Les mots avaient résonné, comme des coups de tonnerre.
« Il n'y a que lui ! Dans ton esprit, dans ton cœur, en toi ! Partout ! »
Il n'avait rien dit pour la contredire. La déesse avait raison, il le savait.
« Comment as-tu osé venir à moi pour n'être en réalité qu'à lui ?! Comment ?! »
Son ton était parti dans les aigus, tandis qu'elle balayait le bureau d'un mouvement brusque. Calypso était venue le chercher sur son navire. Pour mettre les choses à plat. Autant dire qu'elle devait garder cela depuis longtemps... Peut-être avait-elle raison, au fond. Même quand il la voyait elle, quand il l'enlaçait, l'embrassait, la prenait, ou jouait simplement avec ses longs cheveux noirs... Ses souvenirs et sa nostalgie lui renvoyaient des images d'autres, bleus comme la mer...
« ! Tu penses encore à cette catin, je le sais! »
Avait-elle aboyé, folle de rage. Réussissant à lui faire perdre son calme. Sa main était partie, vive comme l'éclair. Elle avait heurté la joue de la Déesse, arrachant un couinement de douleur à Calypso, comme lui s'approchait d'une démarche sombre, la surplombant sans mal, avant de la saisir par le col, et de la rapprocher. Très proche. Trop. Mais pas par envie de quoi que ce soit, outre de la frapper encore, jusqu'à lui faire ravaler ses mots.
« Ne te permets plus jamais de l'insulter, chienne... »
Sa voix s'était faite dure et impétueuse, comme la jeune femme lui faisant face avait écarquillé de grands yeux. Bientôt remplis de larmes. Et la suite de la dispute n'avait rien arrangé.
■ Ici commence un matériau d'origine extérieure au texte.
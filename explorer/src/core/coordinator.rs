//! Request coordination with a per-kind staleness guard
//!
//! Every dispatch gets the next session-wide sequence number, which becomes
//! the outstanding sequence for its kind. Transport tasks post their outcome
//! back as a [`Completion`]; only a completion whose sequence still matches
//! the outstanding one for its kind may change session state. Superseded
//! requests are never aborted, their answers are simply ignored.

use std::sync::Arc;
use std::time::Duration;

use tokio::sync::mpsc;

use shared::{QueryKind, ServiceResponse, SessionId};
use shared::{session_debug, session_warn};
use crate::config::ExplorerConfig;
use crate::core::normalizer::Normalizer;
use crate::error::{ExplorerError, ExplorerResult};
use crate::state::{SessionSnapshot, SessionState};
use crate::traits::{ScoringService, call_service};
use crate::types::{HistoryEntry, Query};

/// Outcome of one transport task, tagged with the query that produced it
#[derive(Debug)]
pub struct Completion {
    pub query: Query,
    pub outcome: ExplorerResult<ServiceResponse>,
}

/// What applying a completion did to session state
#[derive(Debug, Clone, PartialEq, Eq)]
pub enum ApplyOutcome {
    /// Result replaced and history recorded
    Accepted { result_summary: usize },
    /// Error set; previous result kept
    Failed { message: String },
    /// Superseded or cleared; state untouched
    Stale,
}

/// Single point of contact with the scoring service and sole writer of session state
pub struct RequestCoordinator<S>
where
    S: ScoringService + 'static,
{
    service: Arc<S>,
    state: SessionState,
    normalizer: Normalizer,
    request_timeout: Duration,
    completion_tx: mpsc::UnboundedSender<Completion>,
    completion_rx: mpsc::UnboundedReceiver<Completion>,
}

impl<S> RequestCoordinator<S>
where
    S: ScoringService + 'static,
{
    pub fn new(service: S, config: &ExplorerConfig) -> Self {
        Self::with_shared_service(Arc::new(service), config)
    }

    pub fn with_shared_service(service: Arc<S>, config: &ExplorerConfig) -> Self {
        let (completion_tx, completion_rx) = mpsc::unbounded_channel();

        Self {
            service,
            state: SessionState::new(config.history_capacity),
            normalizer: Normalizer::with_top_k(config.top_k),
            request_timeout: config.request_timeout,
            completion_tx,
            completion_rx,
        }
    }

    pub fn session_id(&self) -> &SessionId {
        &self.state.session_id
    }

    pub fn state(&self) -> &SessionState {
        &self.state
    }

    pub fn snapshot(&self) -> SessionSnapshot {
        self.state.snapshot()
    }

    /// Issue a request for `input`, superseding any in flight for `kind`.
    ///
    /// Blank input never reaches the service: the slot is cleared and `None`
    /// returned.
    pub fn dispatch(&mut self, kind: QueryKind, input: impl Into<String>) -> Option<Query> {
        let input = input.into();
        if input.trim().is_empty() {
            self.clear(kind);
            return None;
        }

        let sequence = self.state.next_sequence();
        let query = Query::new(kind, input, sequence);
        if let Some(previous) = self.state.slot(kind).outstanding {
            session_debug!(self.state.session_id, "{} #{} supersedes #{}", kind, sequence, previous);
        }

        let slot = self.state.slot_mut(kind);
        slot.outstanding = Some(sequence);
        slot.current_query = Some(query.clone());

        session_debug!(self.state.session_id, "Dispatching {} #{}: {:?}", kind, sequence, query.raw_input());
        self.spawn_request(query.clone());
        Some(query)
    }

    fn spawn_request(&self, query: Query) {
        let service = Arc::clone(&self.service);
        let completion_tx = self.completion_tx.clone();
        let timeout = self.request_timeout;

        tokio::spawn(async move {
            let call = call_service(service.as_ref(), query.kind(), query.raw_input());
            let outcome = match tokio::time::timeout(timeout, call).await {
                Ok(outcome) => outcome,
                Err(_) => Err(ExplorerError::Timeout {
                    after_ms: timeout.as_millis() as u64,
                }),
            };

            // The coordinator may already be gone; nothing left to update then
            let _ = completion_tx.send(Completion { query, outcome });
        });
    }

    /// Wait for the next transport task to finish
    pub async fn next_completion(&mut self) -> Option<Completion> {
        self.completion_rx.recv().await
    }

    /// Completion handler: the only place session state changes after a reply
    pub fn apply(&mut self, completion: Completion) -> ApplyOutcome {
        let Completion { query, outcome } = completion;
        let kind = query.kind();
        let session_id = self.state.session_id.clone();

        if self.state.slot(kind).outstanding != Some(query.sequence()) {
            session_debug!(session_id, "Discarding stale {} #{}", kind, query.sequence());
            return ApplyOutcome::Stale;
        }

        let outcome = outcome.and_then(|response| {
            if response.kind() != kind {
                return Err(ExplorerError::malformed(format!("{} answered a {} query", response.kind(), kind)));
            }
            response.validate().map_err(|e| ExplorerError::malformed(e.to_string()))?;
            Ok(response)
        });

        match outcome {
            Ok(response) => {
                let result = self.normalizer.normalize(&response);
                let result_summary = result.result_summary();

                let slot = self.state.slot_mut(kind);
                slot.outstanding = None;
                slot.result = Some(result);
                slot.error = None;

                self.state
                    .history_mut(kind)
                    .record(HistoryEntry::new(query.clone(), result_summary));

                session_debug!(session_id, "Accepted {} #{} ({} items)", kind, query.sequence(), result_summary);
                ApplyOutcome::Accepted { result_summary }
            }
            Err(error) => {
                let message = error.user_message();
                session_warn!(session_id, "{} #{} failed: {}", kind, query.sequence(), error);

                let slot = self.state.slot_mut(kind);
                slot.outstanding = None;
                slot.error = Some(message.clone());

                ApplyOutcome::Failed { message }
            }
        }
    }

    /// Forget the result and error for `kind` and orphan anything in flight
    pub fn clear(&mut self, kind: QueryKind) {
        let slot = self.state.slot_mut(kind);
        slot.outstanding = None;
        slot.current_query = None;
        slot.result = None;
        slot.error = None;
        session_debug!(self.state.session_id, "Cleared {}", kind);
    }
}

#[cfg(test)]
mod tests {
    use super::*;
    use assert_matches::assert_matches;
    use shared::{AutocompleteResponse, AutocorrectResponse, CorpusStats, RawCorrection};
    use crate::traits::MockScoringService;

    fn definitely_response() -> AutocorrectResponse {
        AutocorrectResponse {
            original: "definately".to_string(),
            stats: CorpusStats { vocab_size: 49815, total_words: 981716 },
            corrections: vec![RawCorrection {
                word: "definitely".to_string(),
                frequency: 120,
                unsmoothed_prob: Some(0.0002),
                smoothed_prob: Some(0.00019),
            }],
        }
    }

    fn coordinator(mock: MockScoringService) -> RequestCoordinator<MockScoringService> {
        RequestCoordinator::new(mock, &ExplorerConfig::default().with_history_capacity(3))
    }

    #[tokio::test]
    async fn test_dispatch_and_accept() {
        let mut mock = MockScoringService::new();
        mock.expect_autocorrect()
            .withf(|word| word == "definately")
            .times(1)
            .returning(|_| Ok(definitely_response()));

        let mut coordinator = coordinator(mock);
        let query = coordinator.dispatch(QueryKind::Autocorrect, "definately").unwrap();
        assert!(coordinator.state().slot(QueryKind::Autocorrect).is_loading());

        let completion = coordinator.next_completion().await.unwrap();
        assert_eq!(completion.query, query);

        let outcome = coordinator.apply(completion);
        assert_eq!(outcome, ApplyOutcome::Accepted { result_summary: 1 });

        let corrections = coordinator.state().result(QueryKind::Autocorrect).unwrap().as_corrections().unwrap();
        assert_eq!(corrections.candidates[0].word, "definitely");
        assert!(!coordinator.state().slot(QueryKind::Autocorrect).is_loading());
        assert_eq!(coordinator.state().history(QueryKind::Autocorrect).len(), 1);
    }

    #[tokio::test]
    async fn test_failure_keeps_previous_result() {
        let mut mock = MockScoringService::new();
        mock.expect_autocorrect()
            .withf(|word| word == "definately")
            .returning(|_| Ok(definitely_response()));
        mock.expect_autocorrect()
            .withf(|word| word == "recieve")
            .returning(|_| Err(ExplorerError::ServiceStatus { status: 500, message: Some("model offline".to_string()) }));

        let mut coordinator = coordinator(mock);
        coordinator.dispatch(QueryKind::Autocorrect, "definately");
        let completion = coordinator.next_completion().await.unwrap();
        coordinator.apply(completion);

        coordinator.dispatch(QueryKind::Autocorrect, "recieve");
        let completion = coordinator.next_completion().await.unwrap();
        let outcome = coordinator.apply(completion);

        assert_matches!(outcome, ApplyOutcome::Failed { ref message } if message == "model offline");
        assert_eq!(coordinator.state().error(QueryKind::Autocorrect), Some("model offline"));
        assert!(coordinator.state().result(QueryKind::Autocorrect).is_some());
        // Failed queries never reach history
        assert_eq!(coordinator.state().history(QueryKind::Autocorrect).len(), 1);
    }

    #[tokio::test]
    async fn test_success_clears_previous_error() {
        let mut mock = MockScoringService::new();
        mock.expect_autocorrect()
            .withf(|word| word == "x")
            .returning(|_| Err(ExplorerError::transport("connection refused")));
        mock.expect_autocorrect()
            .withf(|word| word == "definately")
            .returning(|_| Ok(definitely_response()));

        let mut coordinator = coordinator(mock);
        coordinator.dispatch(QueryKind::Autocorrect, "x");
        let completion = coordinator.next_completion().await.unwrap();
        coordinator.apply(completion);
        assert_eq!(coordinator.state().error(QueryKind::Autocorrect), Some("Server error"));

        coordinator.dispatch(QueryKind::Autocorrect, "definately");
        let completion = coordinator.next_completion().await.unwrap();
        coordinator.apply(completion);
        assert!(coordinator.state().error(QueryKind::Autocorrect).is_none());
    }

    #[tokio::test]
    async fn test_superseded_completion_is_stale() {
        let mut coordinator = coordinator(MockScoringService::new());

        // Completions are fed by hand, so no transport task is involved
        let old = Query::new(QueryKind::Autocorrect, "teh", 1);
        coordinator.state.slot_mut(QueryKind::Autocorrect).outstanding = Some(2);

        let outcome = coordinator.apply(Completion {
            query: old,
            outcome: Ok(ServiceResponse::Autocorrect(definitely_response())),
        });

        assert_eq!(outcome, ApplyOutcome::Stale);
        assert!(coordinator.state().result(QueryKind::Autocorrect).is_none());
        assert!(coordinator.state().history(QueryKind::Autocorrect).is_empty());
    }

    #[tokio::test]
    async fn test_blank_input_never_dispatches() {
        // No expectations: any call would panic the transport task
        let mut coordinator = coordinator(MockScoringService::new());

        assert!(coordinator.dispatch(QueryKind::Autocomplete, "   ").is_none());
        assert_eq!(coordinator.state().last_sequence(), 0);
    }

    #[tokio::test]
    async fn test_clear_orphans_in_flight_request() {
        let mut mock = MockScoringService::new();
        mock.expect_autocorrect().returning(|_| Ok(definitely_response()));

        let mut coordinator = coordinator(mock);
        coordinator.dispatch(QueryKind::Autocorrect, "definately");
        coordinator.clear(QueryKind::Autocorrect);

        let completion = coordinator.next_completion().await.unwrap();
        assert_eq!(coordinator.apply(completion), ApplyOutcome::Stale);
        assert!(coordinator.state().result(QueryKind::Autocorrect).is_none());
        assert!(coordinator.state().error(QueryKind::Autocorrect).is_none());
    }

    #[tokio::test]
    async fn test_mismatched_response_kind_is_failure() {
        let mut coordinator = coordinator(MockScoringService::new());
        let query = Query::new(QueryKind::Autocomplete, "the cat", 1);
        coordinator.state.slot_mut(QueryKind::Autocomplete).outstanding = Some(1);

        let outcome = coordinator.apply(Completion {
            query,
            outcome: Ok(ServiceResponse::Autocorrect(definitely_response())),
        });

        assert_matches!(outcome, ApplyOutcome::Failed { .. });
        assert!(coordinator.state().result(QueryKind::Autocomplete).is_none());
    }

    #[tokio::test]
    async fn test_autocomplete_body_without_variants_is_failure() {
        let mut coordinator = coordinator(MockScoringService::new());
        coordinator.state.slot_mut(QueryKind::Autocomplete).outstanding = Some(1);

        let outcome = coordinator.apply(Completion {
            query: Query::new(QueryKind::Autocomplete, "the", 1),
            outcome: Ok(ServiceResponse::Autocomplete(AutocompleteResponse::default())),
        });

        assert_matches!(outcome, ApplyOutcome::Failed { ref message } if message == "Server error: unexpected response");
        assert!(coordinator.state().result(QueryKind::Autocomplete).is_none());
        assert!(coordinator.state().history(QueryKind::Autocomplete).is_empty());
    }

    #[tokio::test]
    async fn test_kinds_do_not_share_staleness() {
        let mut coordinator = coordinator(MockScoringService::new());
        coordinator.state.slot_mut(QueryKind::Autocorrect).outstanding = Some(1);
        coordinator.state.slot_mut(QueryKind::SentenceProbability).outstanding = Some(2);

        let outcome = coordinator.apply(Completion {
            query: Query::new(QueryKind::Autocorrect, "definately", 1),
            outcome: Ok(ServiceResponse::Autocorrect(definitely_response())),
        });

        assert_matches!(outcome, ApplyOutcome::Accepted { .. });
        assert!(coordinator.state().slot(QueryKind::SentenceProbability).is_loading());
    }
}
Et quand la Déesse était partie, laissant le célèbre Davy Jones célibataire, et désormais maudit, celui-ci n'avait pu que fixer son miroir, avec effroi. Lui qui avait pensé s'en tirer, avec une simple rupture, retentissante et douloureuse peut-être, au moins un peu... Venait de perdre tout ce qui faisait de lui un homme. Un homme bien fait et séduisant, comme son regard s'était éternisé, teinté d'effroi sur les tentacules disgracieux qui ornaient désormais son menton à la place de sa barbe.
« Je maudirai ta vie entière! Jamais il ne reviendra vers toi, sauf par pitié ! »
Avait-elle ricané, en effleurant presque amoureusement sa joue.
« Tu ne seras qu'un monstre à ses yeux. Une chose effrayante et dégoûtante... T'aimera-t-il encore, penses-tu ? »
Il se souvenait n'avoir pu répondre. Comme il se souvenait avoir mentalement prononcé une réponse négative. Qui pouvait aimer ce qu'il était devenu ? Personne. Clairement. Pas même l'être le plus aliéné du monde. Alors quelqu'un d'aussi sensé que la Faucheuse... Il ne préférait pas même espérer.
Son cœur, enfermé dans son coffre de bois, avait ployé sous la souffrance. Il avait eu l'impression de mourir, en voyant son reflet pour la première fois.
« Mon pauvre Jones... »
Calypso avait gloussé, le détaillant d'un regard mauvais.
« Ne t'en fais pas, tu auras l'éternité pour le voir être heureux... Sans toi ~ »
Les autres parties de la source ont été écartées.